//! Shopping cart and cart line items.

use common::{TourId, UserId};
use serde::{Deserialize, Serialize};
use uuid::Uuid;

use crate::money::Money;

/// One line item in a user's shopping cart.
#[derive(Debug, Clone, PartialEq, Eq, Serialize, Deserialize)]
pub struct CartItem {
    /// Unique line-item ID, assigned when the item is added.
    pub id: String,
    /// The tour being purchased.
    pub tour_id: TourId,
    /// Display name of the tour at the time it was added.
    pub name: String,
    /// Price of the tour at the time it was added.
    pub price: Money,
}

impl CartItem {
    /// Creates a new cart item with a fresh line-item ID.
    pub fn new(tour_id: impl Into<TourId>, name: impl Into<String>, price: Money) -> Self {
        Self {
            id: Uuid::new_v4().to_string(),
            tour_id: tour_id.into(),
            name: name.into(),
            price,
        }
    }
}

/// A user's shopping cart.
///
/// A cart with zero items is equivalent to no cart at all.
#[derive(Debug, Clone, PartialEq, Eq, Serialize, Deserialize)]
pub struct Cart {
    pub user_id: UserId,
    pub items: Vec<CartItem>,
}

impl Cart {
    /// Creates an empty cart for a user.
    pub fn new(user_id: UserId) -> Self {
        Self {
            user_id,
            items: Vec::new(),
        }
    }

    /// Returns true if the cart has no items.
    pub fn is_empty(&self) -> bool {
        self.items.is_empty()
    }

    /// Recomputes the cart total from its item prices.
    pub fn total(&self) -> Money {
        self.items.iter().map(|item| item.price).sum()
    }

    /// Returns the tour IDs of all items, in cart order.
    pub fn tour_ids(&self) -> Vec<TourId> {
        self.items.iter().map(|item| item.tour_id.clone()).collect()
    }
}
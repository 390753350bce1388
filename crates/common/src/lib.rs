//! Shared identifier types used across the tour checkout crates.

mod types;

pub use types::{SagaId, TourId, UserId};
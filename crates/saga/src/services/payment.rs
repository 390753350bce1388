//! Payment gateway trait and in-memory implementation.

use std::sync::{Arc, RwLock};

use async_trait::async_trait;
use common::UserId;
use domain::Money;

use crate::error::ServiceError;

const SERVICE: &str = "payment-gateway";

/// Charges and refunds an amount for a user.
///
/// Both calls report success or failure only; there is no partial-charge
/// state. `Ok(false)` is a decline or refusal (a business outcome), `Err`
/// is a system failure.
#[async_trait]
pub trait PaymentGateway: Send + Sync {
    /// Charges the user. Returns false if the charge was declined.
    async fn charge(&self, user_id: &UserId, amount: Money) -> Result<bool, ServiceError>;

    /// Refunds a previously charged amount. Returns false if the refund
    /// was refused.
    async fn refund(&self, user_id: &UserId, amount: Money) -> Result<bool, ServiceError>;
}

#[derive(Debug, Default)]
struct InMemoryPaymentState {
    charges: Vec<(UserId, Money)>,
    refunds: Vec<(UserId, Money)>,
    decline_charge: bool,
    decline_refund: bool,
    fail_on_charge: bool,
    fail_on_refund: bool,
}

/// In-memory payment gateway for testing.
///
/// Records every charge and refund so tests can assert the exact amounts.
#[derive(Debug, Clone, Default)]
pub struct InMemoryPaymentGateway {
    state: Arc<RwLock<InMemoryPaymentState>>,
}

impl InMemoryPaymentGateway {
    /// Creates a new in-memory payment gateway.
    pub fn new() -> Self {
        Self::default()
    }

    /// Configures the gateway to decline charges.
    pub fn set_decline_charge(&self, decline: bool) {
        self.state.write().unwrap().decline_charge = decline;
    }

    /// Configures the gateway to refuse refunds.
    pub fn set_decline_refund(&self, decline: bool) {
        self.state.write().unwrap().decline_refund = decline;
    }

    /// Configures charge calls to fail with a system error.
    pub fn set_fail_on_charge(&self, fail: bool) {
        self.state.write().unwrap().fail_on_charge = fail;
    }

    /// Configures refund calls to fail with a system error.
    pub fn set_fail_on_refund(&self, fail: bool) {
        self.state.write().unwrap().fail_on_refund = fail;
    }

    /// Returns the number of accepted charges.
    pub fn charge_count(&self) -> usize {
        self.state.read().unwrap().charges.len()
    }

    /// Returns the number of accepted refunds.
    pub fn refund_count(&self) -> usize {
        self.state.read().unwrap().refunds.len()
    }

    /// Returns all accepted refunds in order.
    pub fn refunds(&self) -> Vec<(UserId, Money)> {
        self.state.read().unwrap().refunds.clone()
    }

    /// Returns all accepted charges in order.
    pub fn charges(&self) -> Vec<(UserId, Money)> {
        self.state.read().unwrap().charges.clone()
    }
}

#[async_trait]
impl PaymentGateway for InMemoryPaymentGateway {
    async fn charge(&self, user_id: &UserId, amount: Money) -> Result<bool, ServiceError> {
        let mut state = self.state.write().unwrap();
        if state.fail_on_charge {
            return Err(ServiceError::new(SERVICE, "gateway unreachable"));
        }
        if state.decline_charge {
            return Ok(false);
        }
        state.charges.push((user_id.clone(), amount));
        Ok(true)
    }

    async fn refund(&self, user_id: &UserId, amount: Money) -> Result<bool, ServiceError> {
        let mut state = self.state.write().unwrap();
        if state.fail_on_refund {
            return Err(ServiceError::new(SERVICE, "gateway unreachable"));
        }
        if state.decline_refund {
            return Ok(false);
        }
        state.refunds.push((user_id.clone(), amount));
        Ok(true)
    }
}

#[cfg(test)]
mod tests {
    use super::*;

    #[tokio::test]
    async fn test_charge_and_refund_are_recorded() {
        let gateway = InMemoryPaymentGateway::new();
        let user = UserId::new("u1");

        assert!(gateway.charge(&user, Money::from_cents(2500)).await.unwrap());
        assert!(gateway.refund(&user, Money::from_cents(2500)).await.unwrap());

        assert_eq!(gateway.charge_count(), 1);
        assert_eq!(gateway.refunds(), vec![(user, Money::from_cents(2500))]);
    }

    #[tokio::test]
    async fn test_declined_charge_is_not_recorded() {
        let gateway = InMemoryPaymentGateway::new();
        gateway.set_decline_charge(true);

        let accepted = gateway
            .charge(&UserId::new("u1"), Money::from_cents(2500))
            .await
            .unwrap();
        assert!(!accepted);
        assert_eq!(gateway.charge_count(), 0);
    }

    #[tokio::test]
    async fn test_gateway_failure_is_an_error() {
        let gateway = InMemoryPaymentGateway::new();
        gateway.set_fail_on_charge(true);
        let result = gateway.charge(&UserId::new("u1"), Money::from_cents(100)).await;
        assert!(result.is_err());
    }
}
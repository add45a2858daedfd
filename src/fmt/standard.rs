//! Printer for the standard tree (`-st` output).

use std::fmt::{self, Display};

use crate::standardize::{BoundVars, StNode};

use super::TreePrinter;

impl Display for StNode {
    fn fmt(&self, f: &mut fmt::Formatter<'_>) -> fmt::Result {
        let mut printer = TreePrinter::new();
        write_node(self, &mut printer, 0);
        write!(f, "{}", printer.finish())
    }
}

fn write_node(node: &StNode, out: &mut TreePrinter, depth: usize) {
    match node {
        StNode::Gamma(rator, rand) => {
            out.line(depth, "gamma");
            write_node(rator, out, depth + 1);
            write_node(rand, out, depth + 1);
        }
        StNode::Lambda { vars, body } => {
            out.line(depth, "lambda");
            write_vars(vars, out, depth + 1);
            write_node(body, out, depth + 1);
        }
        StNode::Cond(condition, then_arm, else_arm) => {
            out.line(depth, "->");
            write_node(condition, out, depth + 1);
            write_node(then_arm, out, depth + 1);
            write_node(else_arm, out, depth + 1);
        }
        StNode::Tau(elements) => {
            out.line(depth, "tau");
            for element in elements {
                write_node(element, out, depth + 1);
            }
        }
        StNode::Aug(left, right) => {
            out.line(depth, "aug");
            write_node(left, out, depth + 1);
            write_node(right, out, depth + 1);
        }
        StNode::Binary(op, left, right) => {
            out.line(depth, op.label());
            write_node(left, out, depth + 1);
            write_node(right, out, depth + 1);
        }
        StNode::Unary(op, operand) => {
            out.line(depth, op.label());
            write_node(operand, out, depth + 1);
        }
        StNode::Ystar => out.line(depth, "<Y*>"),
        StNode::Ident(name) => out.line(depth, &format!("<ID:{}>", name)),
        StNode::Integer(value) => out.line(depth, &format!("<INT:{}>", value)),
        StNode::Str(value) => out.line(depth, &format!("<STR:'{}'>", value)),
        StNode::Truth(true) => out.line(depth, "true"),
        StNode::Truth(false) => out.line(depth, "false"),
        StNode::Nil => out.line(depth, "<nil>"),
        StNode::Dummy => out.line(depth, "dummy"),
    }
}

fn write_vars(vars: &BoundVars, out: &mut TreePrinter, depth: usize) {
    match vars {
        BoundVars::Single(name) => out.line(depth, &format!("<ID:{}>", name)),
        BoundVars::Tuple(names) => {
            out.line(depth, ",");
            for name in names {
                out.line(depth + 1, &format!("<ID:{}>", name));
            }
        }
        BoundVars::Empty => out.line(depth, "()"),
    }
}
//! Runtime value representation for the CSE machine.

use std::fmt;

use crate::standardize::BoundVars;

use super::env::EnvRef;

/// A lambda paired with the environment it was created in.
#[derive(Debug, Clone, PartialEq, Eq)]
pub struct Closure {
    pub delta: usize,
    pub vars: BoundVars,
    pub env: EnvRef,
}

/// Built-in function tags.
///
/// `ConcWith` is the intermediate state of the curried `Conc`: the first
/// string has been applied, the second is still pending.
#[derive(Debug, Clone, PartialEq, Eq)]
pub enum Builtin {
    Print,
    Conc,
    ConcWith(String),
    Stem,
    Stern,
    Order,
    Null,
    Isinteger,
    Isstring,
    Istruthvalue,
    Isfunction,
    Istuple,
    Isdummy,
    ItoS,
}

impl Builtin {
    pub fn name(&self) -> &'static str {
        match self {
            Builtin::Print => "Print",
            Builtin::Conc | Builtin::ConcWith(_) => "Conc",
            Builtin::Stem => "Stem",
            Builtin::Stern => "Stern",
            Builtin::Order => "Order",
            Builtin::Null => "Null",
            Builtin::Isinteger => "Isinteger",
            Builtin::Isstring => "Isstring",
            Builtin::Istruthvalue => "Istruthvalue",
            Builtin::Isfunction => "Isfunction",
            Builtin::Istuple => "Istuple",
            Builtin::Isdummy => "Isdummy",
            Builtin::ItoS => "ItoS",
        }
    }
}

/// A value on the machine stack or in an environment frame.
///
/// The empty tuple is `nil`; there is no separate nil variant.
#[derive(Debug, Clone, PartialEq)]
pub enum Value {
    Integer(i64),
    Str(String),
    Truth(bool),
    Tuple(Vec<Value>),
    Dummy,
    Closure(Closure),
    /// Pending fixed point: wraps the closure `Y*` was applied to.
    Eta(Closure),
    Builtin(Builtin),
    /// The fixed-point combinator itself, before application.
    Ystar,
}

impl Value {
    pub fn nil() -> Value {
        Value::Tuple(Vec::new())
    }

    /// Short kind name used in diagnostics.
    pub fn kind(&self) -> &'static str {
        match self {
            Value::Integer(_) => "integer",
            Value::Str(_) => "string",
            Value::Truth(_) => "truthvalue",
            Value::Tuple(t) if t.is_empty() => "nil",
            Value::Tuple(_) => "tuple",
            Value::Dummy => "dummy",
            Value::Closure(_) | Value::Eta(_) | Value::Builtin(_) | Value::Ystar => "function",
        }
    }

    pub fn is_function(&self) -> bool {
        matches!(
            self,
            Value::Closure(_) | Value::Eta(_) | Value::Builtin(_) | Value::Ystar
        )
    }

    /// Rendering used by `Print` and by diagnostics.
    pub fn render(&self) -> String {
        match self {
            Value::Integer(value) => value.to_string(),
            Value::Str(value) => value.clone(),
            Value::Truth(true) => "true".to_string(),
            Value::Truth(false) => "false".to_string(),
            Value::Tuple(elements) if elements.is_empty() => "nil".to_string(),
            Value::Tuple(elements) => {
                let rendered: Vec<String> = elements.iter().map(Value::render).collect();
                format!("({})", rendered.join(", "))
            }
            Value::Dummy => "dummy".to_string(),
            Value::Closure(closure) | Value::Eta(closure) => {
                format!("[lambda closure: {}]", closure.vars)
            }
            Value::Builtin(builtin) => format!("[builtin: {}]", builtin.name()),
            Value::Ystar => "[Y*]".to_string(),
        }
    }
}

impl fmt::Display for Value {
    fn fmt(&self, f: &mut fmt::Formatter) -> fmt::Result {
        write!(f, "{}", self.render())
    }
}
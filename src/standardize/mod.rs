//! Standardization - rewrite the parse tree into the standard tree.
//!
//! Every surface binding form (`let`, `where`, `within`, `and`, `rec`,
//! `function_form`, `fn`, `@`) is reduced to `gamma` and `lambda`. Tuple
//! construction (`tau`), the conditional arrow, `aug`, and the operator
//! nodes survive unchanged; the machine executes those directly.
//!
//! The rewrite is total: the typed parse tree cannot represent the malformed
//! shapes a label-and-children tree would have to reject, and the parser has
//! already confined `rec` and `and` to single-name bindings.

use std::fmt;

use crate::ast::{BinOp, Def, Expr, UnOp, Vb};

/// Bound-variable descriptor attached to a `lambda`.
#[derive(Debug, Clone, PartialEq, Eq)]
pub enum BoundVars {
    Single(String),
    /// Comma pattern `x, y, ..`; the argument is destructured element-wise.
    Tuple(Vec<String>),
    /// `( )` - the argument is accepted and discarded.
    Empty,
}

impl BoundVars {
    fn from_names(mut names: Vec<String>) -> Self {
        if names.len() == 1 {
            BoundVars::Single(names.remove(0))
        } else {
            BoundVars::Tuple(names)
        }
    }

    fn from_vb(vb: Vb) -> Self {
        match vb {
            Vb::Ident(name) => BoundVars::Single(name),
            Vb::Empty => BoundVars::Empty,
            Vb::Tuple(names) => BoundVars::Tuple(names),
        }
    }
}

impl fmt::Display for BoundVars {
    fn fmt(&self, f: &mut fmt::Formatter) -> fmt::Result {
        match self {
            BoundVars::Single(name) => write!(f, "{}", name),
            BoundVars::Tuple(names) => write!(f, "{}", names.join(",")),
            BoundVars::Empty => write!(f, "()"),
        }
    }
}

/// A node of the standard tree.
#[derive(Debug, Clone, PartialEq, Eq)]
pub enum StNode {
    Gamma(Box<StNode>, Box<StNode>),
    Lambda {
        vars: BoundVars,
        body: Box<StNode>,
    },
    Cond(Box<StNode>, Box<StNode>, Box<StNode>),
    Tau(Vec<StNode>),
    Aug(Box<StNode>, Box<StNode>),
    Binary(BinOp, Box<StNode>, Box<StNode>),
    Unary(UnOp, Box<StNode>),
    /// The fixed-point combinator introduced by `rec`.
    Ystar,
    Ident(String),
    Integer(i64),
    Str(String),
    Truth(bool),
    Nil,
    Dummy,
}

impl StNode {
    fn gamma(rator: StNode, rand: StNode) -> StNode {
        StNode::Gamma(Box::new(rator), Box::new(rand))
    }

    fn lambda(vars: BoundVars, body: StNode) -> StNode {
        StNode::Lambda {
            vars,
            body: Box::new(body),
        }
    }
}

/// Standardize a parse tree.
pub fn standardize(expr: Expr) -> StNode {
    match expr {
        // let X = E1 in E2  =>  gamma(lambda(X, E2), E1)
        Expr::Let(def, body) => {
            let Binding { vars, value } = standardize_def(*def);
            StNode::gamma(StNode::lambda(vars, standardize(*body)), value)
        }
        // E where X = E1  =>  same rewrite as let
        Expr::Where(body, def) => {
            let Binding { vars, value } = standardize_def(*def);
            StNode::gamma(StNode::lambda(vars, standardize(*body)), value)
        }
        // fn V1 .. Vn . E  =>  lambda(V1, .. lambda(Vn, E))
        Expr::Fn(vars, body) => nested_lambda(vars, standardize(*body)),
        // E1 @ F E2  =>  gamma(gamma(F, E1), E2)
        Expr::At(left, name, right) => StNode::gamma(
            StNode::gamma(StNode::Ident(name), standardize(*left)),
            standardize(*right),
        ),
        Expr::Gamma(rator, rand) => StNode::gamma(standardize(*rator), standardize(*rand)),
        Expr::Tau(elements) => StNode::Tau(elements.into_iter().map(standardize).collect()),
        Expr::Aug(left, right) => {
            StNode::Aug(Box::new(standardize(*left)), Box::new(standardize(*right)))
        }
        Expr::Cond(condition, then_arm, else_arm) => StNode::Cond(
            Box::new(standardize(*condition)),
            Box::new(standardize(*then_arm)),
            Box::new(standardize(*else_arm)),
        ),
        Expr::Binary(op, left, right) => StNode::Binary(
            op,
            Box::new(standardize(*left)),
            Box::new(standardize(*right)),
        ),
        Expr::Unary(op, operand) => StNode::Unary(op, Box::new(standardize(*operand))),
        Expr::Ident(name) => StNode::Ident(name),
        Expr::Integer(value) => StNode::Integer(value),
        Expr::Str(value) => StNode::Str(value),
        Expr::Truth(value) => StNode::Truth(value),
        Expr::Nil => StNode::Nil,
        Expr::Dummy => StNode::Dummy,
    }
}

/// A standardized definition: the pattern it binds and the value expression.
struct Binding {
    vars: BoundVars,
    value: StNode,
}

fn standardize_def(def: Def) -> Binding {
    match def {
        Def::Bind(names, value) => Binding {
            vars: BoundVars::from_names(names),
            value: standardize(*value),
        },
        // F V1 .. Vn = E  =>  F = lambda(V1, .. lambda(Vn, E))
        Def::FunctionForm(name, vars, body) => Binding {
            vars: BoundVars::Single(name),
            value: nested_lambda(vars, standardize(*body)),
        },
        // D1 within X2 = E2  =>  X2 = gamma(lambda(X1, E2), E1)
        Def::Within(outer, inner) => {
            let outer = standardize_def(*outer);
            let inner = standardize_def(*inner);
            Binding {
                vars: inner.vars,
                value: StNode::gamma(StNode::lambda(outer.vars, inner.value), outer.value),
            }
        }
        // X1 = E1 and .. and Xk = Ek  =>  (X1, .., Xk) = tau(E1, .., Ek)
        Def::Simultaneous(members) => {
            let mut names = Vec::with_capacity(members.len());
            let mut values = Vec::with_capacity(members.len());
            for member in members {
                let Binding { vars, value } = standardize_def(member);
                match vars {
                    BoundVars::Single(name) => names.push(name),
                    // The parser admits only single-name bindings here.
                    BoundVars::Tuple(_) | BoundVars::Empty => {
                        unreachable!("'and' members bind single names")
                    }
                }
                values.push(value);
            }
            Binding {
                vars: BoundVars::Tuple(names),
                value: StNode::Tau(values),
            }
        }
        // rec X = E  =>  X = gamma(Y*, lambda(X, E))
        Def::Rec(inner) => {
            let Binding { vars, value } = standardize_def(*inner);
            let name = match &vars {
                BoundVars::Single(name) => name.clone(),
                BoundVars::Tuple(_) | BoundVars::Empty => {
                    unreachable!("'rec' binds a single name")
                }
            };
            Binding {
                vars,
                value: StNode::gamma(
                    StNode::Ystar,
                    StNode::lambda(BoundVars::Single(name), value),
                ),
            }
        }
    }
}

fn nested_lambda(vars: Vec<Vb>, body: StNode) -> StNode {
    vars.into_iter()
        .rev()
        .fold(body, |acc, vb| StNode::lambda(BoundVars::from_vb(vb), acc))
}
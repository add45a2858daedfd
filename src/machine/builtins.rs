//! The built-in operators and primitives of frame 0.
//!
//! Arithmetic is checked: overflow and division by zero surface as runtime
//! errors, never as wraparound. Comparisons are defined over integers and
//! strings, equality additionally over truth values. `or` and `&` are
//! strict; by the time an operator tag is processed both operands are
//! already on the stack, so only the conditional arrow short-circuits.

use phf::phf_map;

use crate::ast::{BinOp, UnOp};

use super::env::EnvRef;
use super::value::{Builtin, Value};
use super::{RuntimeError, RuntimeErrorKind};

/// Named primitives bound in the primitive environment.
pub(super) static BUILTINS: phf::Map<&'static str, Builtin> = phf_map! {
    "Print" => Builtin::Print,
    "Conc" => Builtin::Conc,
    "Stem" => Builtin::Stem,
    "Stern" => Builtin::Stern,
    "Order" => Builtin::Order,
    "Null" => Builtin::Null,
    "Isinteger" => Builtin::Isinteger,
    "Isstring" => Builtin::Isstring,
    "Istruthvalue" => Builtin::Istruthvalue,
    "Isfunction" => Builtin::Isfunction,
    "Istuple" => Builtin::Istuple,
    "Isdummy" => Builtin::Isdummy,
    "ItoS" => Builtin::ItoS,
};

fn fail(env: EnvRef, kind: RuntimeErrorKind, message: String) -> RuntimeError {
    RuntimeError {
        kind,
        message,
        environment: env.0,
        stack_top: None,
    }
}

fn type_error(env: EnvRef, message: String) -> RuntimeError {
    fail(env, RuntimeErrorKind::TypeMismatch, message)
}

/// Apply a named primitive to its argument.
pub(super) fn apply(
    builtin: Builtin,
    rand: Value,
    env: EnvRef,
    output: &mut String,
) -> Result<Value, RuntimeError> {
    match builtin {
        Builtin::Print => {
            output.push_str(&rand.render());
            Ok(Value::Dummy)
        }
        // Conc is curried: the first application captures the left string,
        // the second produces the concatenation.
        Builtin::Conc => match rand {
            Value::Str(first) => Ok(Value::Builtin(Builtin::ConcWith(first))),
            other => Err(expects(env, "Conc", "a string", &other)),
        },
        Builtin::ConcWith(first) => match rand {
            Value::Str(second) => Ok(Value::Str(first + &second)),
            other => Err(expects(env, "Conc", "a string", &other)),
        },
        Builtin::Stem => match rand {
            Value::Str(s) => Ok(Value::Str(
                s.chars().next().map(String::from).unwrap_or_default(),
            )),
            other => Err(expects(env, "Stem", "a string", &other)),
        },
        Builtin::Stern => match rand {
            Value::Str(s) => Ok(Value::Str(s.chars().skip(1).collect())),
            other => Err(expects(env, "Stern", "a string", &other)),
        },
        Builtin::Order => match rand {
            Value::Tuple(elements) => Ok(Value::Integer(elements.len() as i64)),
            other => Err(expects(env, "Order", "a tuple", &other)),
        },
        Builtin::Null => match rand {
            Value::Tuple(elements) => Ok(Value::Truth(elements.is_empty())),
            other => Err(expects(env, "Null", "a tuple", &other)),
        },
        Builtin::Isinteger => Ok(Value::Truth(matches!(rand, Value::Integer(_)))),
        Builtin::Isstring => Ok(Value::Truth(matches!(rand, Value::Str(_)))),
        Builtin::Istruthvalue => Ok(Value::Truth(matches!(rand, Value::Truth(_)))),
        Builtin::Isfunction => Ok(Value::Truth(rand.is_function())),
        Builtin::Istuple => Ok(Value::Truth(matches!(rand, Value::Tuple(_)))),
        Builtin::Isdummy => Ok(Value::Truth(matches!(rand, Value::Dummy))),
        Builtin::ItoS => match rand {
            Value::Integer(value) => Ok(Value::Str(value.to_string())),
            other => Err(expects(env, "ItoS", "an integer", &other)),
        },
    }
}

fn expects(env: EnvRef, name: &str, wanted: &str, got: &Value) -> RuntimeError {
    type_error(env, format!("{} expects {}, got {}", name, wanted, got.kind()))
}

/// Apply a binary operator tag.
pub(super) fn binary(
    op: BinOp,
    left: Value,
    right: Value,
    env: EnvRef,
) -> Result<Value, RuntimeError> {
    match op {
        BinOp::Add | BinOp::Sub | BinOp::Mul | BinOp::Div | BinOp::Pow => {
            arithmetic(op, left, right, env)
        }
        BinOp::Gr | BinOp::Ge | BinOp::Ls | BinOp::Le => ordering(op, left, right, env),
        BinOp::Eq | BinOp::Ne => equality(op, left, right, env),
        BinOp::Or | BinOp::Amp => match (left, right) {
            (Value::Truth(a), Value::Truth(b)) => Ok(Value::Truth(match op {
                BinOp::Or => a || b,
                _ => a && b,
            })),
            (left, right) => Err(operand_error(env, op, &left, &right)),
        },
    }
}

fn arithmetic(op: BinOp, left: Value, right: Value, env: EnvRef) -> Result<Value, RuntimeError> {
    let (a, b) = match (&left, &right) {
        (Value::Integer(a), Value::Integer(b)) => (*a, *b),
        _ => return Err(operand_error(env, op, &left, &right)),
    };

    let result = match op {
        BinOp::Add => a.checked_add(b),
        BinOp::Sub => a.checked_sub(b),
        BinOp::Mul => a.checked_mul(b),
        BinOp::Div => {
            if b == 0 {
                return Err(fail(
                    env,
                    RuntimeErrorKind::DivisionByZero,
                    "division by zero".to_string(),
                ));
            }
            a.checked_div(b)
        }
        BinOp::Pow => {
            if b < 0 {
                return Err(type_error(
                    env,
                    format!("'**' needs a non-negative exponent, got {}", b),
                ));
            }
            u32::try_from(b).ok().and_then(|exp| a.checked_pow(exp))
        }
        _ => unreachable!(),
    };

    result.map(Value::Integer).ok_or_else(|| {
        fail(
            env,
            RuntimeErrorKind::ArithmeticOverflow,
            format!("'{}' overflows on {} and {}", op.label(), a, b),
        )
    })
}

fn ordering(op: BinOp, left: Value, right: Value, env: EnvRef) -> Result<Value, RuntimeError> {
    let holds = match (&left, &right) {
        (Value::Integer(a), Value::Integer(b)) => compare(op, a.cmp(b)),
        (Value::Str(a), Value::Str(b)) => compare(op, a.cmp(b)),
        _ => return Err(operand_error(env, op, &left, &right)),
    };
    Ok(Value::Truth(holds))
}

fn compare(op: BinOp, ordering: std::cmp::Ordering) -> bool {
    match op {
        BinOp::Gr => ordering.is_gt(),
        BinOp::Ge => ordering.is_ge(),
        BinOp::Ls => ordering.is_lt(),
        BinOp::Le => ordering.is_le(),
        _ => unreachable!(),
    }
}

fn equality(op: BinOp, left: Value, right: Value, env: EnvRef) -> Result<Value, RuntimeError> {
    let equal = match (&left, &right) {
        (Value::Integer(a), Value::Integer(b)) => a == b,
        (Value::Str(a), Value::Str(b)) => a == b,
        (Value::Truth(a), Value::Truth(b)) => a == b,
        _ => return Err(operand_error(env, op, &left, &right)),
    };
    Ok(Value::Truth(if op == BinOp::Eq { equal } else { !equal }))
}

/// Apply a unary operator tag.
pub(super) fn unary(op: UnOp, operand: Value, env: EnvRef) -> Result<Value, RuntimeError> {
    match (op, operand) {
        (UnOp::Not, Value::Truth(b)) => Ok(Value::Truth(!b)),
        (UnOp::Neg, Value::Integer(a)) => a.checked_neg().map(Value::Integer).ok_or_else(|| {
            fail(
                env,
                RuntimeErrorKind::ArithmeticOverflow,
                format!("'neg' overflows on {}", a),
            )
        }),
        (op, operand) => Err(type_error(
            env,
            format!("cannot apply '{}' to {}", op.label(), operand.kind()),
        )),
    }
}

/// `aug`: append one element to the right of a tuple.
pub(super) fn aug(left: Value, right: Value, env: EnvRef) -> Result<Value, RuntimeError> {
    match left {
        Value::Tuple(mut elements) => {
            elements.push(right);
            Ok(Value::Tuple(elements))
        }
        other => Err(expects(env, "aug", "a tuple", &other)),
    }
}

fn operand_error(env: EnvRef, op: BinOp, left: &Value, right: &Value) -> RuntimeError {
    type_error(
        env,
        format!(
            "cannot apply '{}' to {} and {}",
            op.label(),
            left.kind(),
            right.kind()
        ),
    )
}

Task to complete:
Show the lines from the data above that contain the string "Istuple".

Expected output:
    Istuple,
            Builtin::Istuple => "Istuple",
    "Istuple" => Builtin::Istuple,
        Builtin::Istuple => Ok(Value::Truth(matches!(rand, Value::Tuple(_)))),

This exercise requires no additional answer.